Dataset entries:

((

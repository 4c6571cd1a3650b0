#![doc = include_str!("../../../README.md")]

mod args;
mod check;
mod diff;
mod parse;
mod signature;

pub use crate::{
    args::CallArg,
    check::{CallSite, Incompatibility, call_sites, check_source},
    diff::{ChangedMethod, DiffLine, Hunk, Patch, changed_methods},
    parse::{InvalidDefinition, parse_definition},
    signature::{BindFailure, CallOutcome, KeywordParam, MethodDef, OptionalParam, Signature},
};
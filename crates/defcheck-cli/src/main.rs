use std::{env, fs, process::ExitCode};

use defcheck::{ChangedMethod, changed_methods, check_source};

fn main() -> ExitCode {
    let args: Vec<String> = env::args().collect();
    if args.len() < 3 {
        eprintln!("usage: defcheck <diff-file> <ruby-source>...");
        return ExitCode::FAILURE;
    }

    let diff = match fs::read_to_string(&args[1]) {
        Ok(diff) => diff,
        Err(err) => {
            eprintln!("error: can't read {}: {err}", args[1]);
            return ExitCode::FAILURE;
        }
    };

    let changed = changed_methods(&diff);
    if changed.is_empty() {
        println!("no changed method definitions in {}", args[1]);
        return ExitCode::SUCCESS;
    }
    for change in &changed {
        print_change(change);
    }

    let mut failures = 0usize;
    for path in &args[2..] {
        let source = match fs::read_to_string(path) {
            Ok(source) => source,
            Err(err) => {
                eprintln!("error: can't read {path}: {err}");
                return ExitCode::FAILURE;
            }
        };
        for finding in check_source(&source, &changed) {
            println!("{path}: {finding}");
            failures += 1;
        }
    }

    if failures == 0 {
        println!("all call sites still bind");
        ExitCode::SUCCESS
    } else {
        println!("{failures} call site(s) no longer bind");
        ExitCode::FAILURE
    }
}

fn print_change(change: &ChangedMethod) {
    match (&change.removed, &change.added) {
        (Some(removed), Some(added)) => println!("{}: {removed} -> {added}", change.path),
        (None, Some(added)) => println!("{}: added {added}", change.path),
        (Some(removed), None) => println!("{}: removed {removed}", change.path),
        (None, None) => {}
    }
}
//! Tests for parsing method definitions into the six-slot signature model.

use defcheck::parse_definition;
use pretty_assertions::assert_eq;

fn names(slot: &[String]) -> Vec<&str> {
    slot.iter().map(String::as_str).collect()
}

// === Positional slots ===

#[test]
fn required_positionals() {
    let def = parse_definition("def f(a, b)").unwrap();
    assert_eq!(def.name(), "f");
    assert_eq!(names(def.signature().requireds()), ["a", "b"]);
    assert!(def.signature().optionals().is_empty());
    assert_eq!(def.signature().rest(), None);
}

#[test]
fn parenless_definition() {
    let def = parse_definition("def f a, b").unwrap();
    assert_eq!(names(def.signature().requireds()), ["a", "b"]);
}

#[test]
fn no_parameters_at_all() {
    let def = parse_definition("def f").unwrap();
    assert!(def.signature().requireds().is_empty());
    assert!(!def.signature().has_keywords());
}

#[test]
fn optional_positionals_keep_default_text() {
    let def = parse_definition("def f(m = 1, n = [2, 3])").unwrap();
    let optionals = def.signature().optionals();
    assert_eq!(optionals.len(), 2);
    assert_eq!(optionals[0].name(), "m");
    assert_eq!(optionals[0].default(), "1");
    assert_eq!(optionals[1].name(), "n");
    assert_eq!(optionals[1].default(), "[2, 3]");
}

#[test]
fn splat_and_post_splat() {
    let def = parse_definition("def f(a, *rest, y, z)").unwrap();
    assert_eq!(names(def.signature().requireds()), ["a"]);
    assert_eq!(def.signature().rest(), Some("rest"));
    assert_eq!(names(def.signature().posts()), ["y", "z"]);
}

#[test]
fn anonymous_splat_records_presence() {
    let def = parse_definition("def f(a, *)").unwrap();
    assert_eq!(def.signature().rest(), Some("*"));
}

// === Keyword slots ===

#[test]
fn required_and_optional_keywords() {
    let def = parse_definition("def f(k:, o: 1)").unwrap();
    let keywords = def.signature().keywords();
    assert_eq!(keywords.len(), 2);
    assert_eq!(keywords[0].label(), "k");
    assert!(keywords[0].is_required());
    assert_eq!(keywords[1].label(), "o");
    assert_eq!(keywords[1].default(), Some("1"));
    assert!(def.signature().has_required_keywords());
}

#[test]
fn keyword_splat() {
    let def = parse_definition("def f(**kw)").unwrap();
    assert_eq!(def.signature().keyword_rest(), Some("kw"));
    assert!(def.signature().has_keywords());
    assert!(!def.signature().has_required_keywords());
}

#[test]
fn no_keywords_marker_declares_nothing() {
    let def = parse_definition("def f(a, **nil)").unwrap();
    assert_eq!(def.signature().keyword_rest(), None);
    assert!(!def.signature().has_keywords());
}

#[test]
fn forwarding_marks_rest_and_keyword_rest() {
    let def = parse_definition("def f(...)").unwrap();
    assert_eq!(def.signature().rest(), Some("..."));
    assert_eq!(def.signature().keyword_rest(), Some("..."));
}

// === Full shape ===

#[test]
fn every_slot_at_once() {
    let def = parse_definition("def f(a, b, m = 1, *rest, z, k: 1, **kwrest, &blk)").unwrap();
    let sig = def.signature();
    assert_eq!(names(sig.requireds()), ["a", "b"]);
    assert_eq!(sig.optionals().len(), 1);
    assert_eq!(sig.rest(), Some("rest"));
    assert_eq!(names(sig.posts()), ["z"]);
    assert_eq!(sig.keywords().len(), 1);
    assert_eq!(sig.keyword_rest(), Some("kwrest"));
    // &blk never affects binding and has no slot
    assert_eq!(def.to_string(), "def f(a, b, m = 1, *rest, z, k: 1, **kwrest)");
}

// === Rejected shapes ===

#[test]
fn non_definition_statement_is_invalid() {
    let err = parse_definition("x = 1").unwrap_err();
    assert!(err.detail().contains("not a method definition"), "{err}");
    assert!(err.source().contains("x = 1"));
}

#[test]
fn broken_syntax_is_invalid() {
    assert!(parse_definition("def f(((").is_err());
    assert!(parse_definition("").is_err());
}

))

◆ Problem to work on
Reproduce every record in full, keeping each one exactly as it reads.

◆ Exercise result
repository 4c6571cd1a3650b0
#![doc = include_str!("../../../README.md")]

mod args;
mod check;
mod diff;
mod parse;
mod signature;

pub use crate::{
    args::CallArg,
    check::{CallSite, Incompatibility, call_sites, check_source},
    diff::{ChangedMethod, DiffLine, Hunk, Patch, changed_methods},
    parse::{InvalidDefinition, parse_definition},
    signature::{BindFailure, CallOutcome, KeywordParam, MethodDef, OptionalParam, Signature},
};
filename crates/defcheck-cli/src/main.rs
use std::{env, fs, process::ExitCode};

use defcheck::{ChangedMethod, changed_methods, check_source};

fn main() -> ExitCode {
    let args: Vec<String> = env::args().collect();
    if args.len() < 3 {
        eprintln!("usage: defcheck <diff-file> <ruby-source>...");
        return ExitCode::FAILURE;
    }

    let diff = match fs::read_to_string(&args[1]) {
        Ok(diff) => diff,
        Err(err) => {
            eprintln!("error: can't read {}: {err}", args[1]);
            return ExitCode::FAILURE;
        }
    };

    let changed = changed_methods(&diff);
    if changed.is_empty() {
        println!("no changed method definitions in {}", args[1]);
        return ExitCode::SUCCESS;
    }
    for change in &changed {
        print_change(change);
    }

    let mut failures = 0usize;
    for path in &args[2..] {
        let source = match fs::read_to_string(path) {
            Ok(source) => source,
            Err(err) => {
                eprintln!("error: can't read {path}: {err}");
                return ExitCode::FAILURE;
            }
        };
        for finding in check_source(&source, &changed) {
            println!("{path}: {finding}");
            failures += 1;
        }
    }

    if failures == 0 {
        println!("all call sites still bind");
        ExitCode::SUCCESS
    } else {
        println!("{failures} call site(s) no longer bind");
        ExitCode::FAILURE
    }
}

fn print_change(change: &ChangedMethod) {
    match (&change.removed, &change.added) {
        (Some(removed), Some(added)) => println!("{}: {removed} -> {added}", change.path),
        (None, Some(added)) => println!("{}: added {added}", change.path),
        (Some(removed), None) => println!("{}: removed {removed}", change.path),
        (None, None) => {}
    }
}
//! Tests for parsing method definitions into the six-slot signature model.

use defcheck::parse_definition;
use pretty_assertions::assert_eq;

fn names(slot: &[String]) -> Vec<&str> {
    slot.iter().map(String::as_str).collect()
}

// === Positional slots ===

#[test]
fn required_positionals() {
    let def = parse_definition("def f(a, b)").unwrap();
    assert_eq!(def.name(), "f");
    assert_eq!(names(def.signature().requireds()), ["a", "b"]);
    assert!(def.signature().optionals().is_empty());
    assert_eq!(def.signature().rest(), None);
}

#[test]
fn parenless_definition() {
    let def = parse_definition("def f a, b").unwrap();
    assert_eq!(names(def.signature().requireds()), ["a", "b"]);
}

#[test]
fn no_parameters_at_all() {
    let def = parse_definition("def f").unwrap();
    assert!(def.signature().requireds().is_empty());
    assert!(!def.signature().has_keywords());
}

#[test]
fn optional_positionals_keep_default_text() {
    let def = parse_definition("def f(m = 1, n = [2, 3])").unwrap();
    let optionals = def.signature().optionals();
    assert_eq!(optionals.len(), 2);
    assert_eq!(optionals[0].name(), "m");
    assert_eq!(optionals[0].default(), "1");
    assert_eq!(optionals[1].name(), "n");
    assert_eq!(optionals[1].default(), "[2, 3]");
}

#[test]
fn splat_and_post_splat() {
    let def = parse_definition("def f(a, *rest, y, z)").unwrap();
    assert_eq!(names(def.signature().requireds()), ["a"]);
    assert_eq!(def.signature().rest(), Some("rest"));
    assert_eq!(names(def.signature().posts()), ["y", "z"]);
}

#[test]
fn anonymous_splat_records_presence() {
    let def = parse_definition("def f(a, *)").unwrap();
    assert_eq!(def.signature().rest(), Some("*"));
}

// === Keyword slots ===

#[test]
fn required_and_optional_keywords() {
    let def = parse_definition("def f(k:, o: 1)").unwrap();
    let keywords = def.signature().keywords();
    assert_eq!(keywords.len(), 2);
    assert_eq!(keywords[0].label(), "k");
    assert!(keywords[0].is_required());
    assert_eq!(keywords[1].label(), "o");
    assert_eq!(keywords[1].default(), Some("1"));
    assert!(def.signature().has_required_keywords());
}

#[test]
fn keyword_splat() {
    let def = parse_definition("def f(**kw)").unwrap();
    assert_eq!(def.signature().keyword_rest(), Some("kw"));
    assert!(def.signature().has_keywords());
    assert!(!def.signature().has_required_keywords());
}

#[test]
fn no_keywords_marker_declares_nothing() {
    let def = parse_definition("def f(a, **nil)").unwrap();
    assert_eq!(def.signature().keyword_rest(), None);
    assert!(!def.signature().has_keywords());
}

#[test]
fn forwarding_marks_rest_and_keyword_rest() {
    let def = parse_definition("def f(...)").unwrap();
    assert_eq!(def.signature().rest(), Some("..."));
    assert_eq!(def.signature().keyword_rest(), Some("..."));
}

// === Full shape ===

#[test]
fn every_slot_at_once() {
    let def = parse_definition("def f(a, b, m = 1, *rest, z, k: 1, **kwrest, &blk)").unwrap();
    let sig = def.signature();
    assert_eq!(names(sig.requireds()), ["a", "b"]);
    assert_eq!(sig.optionals().len(), 1);
    assert_eq!(sig.rest(), Some("rest"));
    assert_eq!(names(sig.posts()), ["z"]);
    assert_eq!(sig.keywords().len(), 1);
    assert_eq!(sig.keyword_rest(), Some("kwrest"));
    // &blk never affects binding and has no slot
    assert_eq!(def.to_string(), "def f(a, b, m = 1, *rest, z, k: 1, **kwrest)");
}

// === Rejected shapes ===

#[test]
fn non_definition_statement_is_invalid() {
    let err = parse_definition("x = 1").unwrap_err();
    assert!(err.detail().contains("not a method definition"), "{err}");
    assert!(err.source().contains("x = 1"));
}

#[test]
fn broken_syntax_is_invalid() {
    assert!(parse_definition("def f(((").is_err());
    assert!(parse_definition("").is_err());
}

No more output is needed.